“Be Mine the Doom” (845)
Be Mine the Doom –
Sufficient Fame –
To perish in Her Hand!
The speaker sounds like a flower that has been plucked; the sexuality of the poem is perhaps too obvious. But “Her Hand?”
“Doom,” “Fame,” “perish:” with “Doom” (fate) and “perish” this poem seems to have Biblical weight. It moves from “Doom” to “perish,” however, and “the Doom” contrasts with the infinitive “to perish” both in terms of its finitude and capitalization. This is in addition to a supposed contrast between “Mine” and “Her” that may be developing over the space of these 11 words. A quick google search reveals an awful lot of Bible verses that begin “Vengeance is mine, saith the Lord” or some such thing. I think it is safe to say that “Be Mine the Doom” is a statement of Biblical certainty. It sounds like noble resignation at the least, or more likely a lament.
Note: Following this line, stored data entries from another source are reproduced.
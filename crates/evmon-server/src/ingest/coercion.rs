//! Field type coercion
//!
//! Every log file declares a type tag per column. Values arrive as text and
//! are converted according to that tag:
//!
//! | tag                              | result                         |
//! |----------------------------------|--------------------------------|
//! | `String`, `Id`, `EscapedText`    | text, unchanged                |
//! | `Number`                         | number                         |
//! | `DateTime`                       | UTC timestamp                  |
//! | `Error`                          | always fails the whole batch   |
//! | anything else / column not typed | text, unchanged, with a warning |
//!
//! A `Number` or `DateTime` value that does not parse is kept as text and
//! logged. Empty values stay empty text.

use evmon_common::types::{parse_timestamp, EventLogFile, EventRecord, FieldValue, RawEventRecord};
use evmon_common::CommonError;
use std::collections::{HashMap, HashSet};
use thiserror::Error;

#[derive(Error, Debug)]
pub enum CoercionError {
    #[error("Field '{field}' is tagged Error (value: '{value}')")]
    ErrorTag { field: String, value: String },

    #[error(transparent)]
    Schema(#[from] CommonError),
}

#[derive(Debug, Clone, PartialEq, Eq)]
pub enum FieldType {
    String,
    Id,
    EscapedText,
    Number,
    DateTime,
    /// Forces a failure; used to exercise error paths end to end
    Error,
    Unknown(String),
}

impl FieldType {
    pub fn from_tag(tag: &str) -> Self {
        match tag {
            "String" => FieldType::String,
            "Id" => FieldType::Id,
            "EscapedText" => FieldType::EscapedText,
            "Number" => FieldType::Number,
            "DateTime" => FieldType::DateTime,
            "Error" => FieldType::Error,
            other => FieldType::Unknown(other.to_string()),
        }
    }
}

/// Column name to type, built once per log file
#[derive(Debug, Clone, Default)]
pub struct FieldTypeMap {
    types: HashMap<String, FieldType>,
}

impl FieldTypeMap {
    /// Zip the descriptor's field names with its field types
    pub fn from_descriptor(file: &EventLogFile) -> Result<Self, CoercionError> {
        file.validate_schema()?;
        Ok(Self::from_pairs(file.field_names().zip(file.field_types())))
    }

    pub fn from_pairs<'a>(pairs: impl IntoIterator<Item = (&'a str, &'a str)>) -> Self {
        let types = pairs
            .into_iter()
            .map(|(name, tag)| (name.to_string(), FieldType::from_tag(tag)))
            .collect();
        Self { types }
    }

    pub fn get(&self, field: &str) -> Option<&FieldType> {
        self.types.get(field)
    }

    pub fn coerce_value(&self, field: &str, value: String) -> Result<FieldValue, CoercionError> {
        let Some(field_type) = self.types.get(field) else {
            return Ok(FieldValue::Text(value));
        };

        match field_type {
            FieldType::String | FieldType::Id | FieldType::EscapedText | FieldType::Unknown(_) => {
                Ok(FieldValue::Text(value))
            }
            FieldType::Error => Err(CoercionError::ErrorTag {
                field: field.to_string(),
                value,
            }),
            _ if value.is_empty() => Ok(FieldValue::Text(value)),
            FieldType::Number => match value.trim().parse::<f64>() {
                Ok(number) if number.is_finite() => Ok(FieldValue::Number(number)),
                _ => {
                    tracing::warn!(field, value = %value, "Value is not a number, keeping text");
                    Ok(FieldValue::Text(value))
                }
            },
            FieldType::DateTime => match parse_timestamp(value.trim()) {
                Some(ts) => Ok(FieldValue::Timestamp(ts)),
                None => {
                    tracing::warn!(field, value = %value, "Value is not a timestamp, keeping text");
                    Ok(FieldValue::Text(value))
                }
            },
        }
    }

    pub fn coerce_record(&self, record: RawEventRecord) -> Result<EventRecord, CoercionError> {
        record
            .into_iter()
            .map(|(field, value)| {
                let value = self.coerce_value(&field, value)?;
                Ok((field, value))
            })
            .collect()
    }

    /// Warn once per column that has no usable conversion
    fn report_untyped<'a>(&self, fields: impl Iterator<Item = &'a String>) {
        let mut seen = HashSet::new();
        for field in fields {
            if !seen.insert(field.as_str()) {
                continue;
            }
            match self.types.get(field) {
                None => tracing::warn!(field = %field, "Field has no declared type, keeping text"),
                Some(FieldType::Unknown(tag)) => {
                    tracing::warn!(field = %field, tag = %tag, "Unrecognized field type, keeping text")
                }
                Some(_) => {}
            }
        }
    }
}

/// Coerce every record of one log file; the first `Error` tagged value fails all of them
pub fn coerce_records(
    file: &EventLogFile,
    records: Vec<RawEventRecord>,
) -> Result<Vec<EventRecord>, CoercionError> {
    let map = FieldTypeMap::from_descriptor(file)?;
    map.report_untyped(records.iter().flat_map(|record| record.keys()));

    records
        .into_iter()
        .map(|record| map.coerce_record(record))
        .collect()
}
“Sufficient Fame” is the bridge between the two other lines of the poem. It is the Doom, and one wonders if Dickinson is alluding to flowers being plucked. It is conceivable some “gentleman” used the speaker and another girl and now has ditched one for the other. All that’s left for the former girl is ill-repute. “Sufficient” is what is so curious: did one have to be “plucked” to have some self-esteem? Perhaps 19th c. America was more like Jersey Shore than I realize.
But “Sufficient Fame” is probably also a reference to the theme of Dickinson as poet, which shows up not infrequently in her work. I sometimes like to take “Fame” as the issue of self-knowledge, and that identification will work here: shame, as in a blush, is a very public display of the most private matters. Those matters may be so private that one may not always realize why one is blushing at times. And yes, this implies that “Fame” could involve only one person. Someone could say something that made you blush, and no one else noticed but you.
Which is why I think – despite the sexuality of the poem, and the intensity of feeling that brings – “Her Hand” is the speaker’s. The distance between “Mine” and “Her” is created by “Sufficient Fame:” who caused the perishing, exactly? Who put you in the situation where you felt known, exposed? It’s possible for the “plucking” to be entirely imaginary, and we note that loss of innocence has nothing to do with actually going out and doing something wrong. In Christian terms, we are accountable for adultery just by looking at someone a little bit too long. The poet’s quest for “sufficient fame” has her thinking the unthinkable; the poem now has the feel of a dark joke, and I think for a first read, that will suffice for now.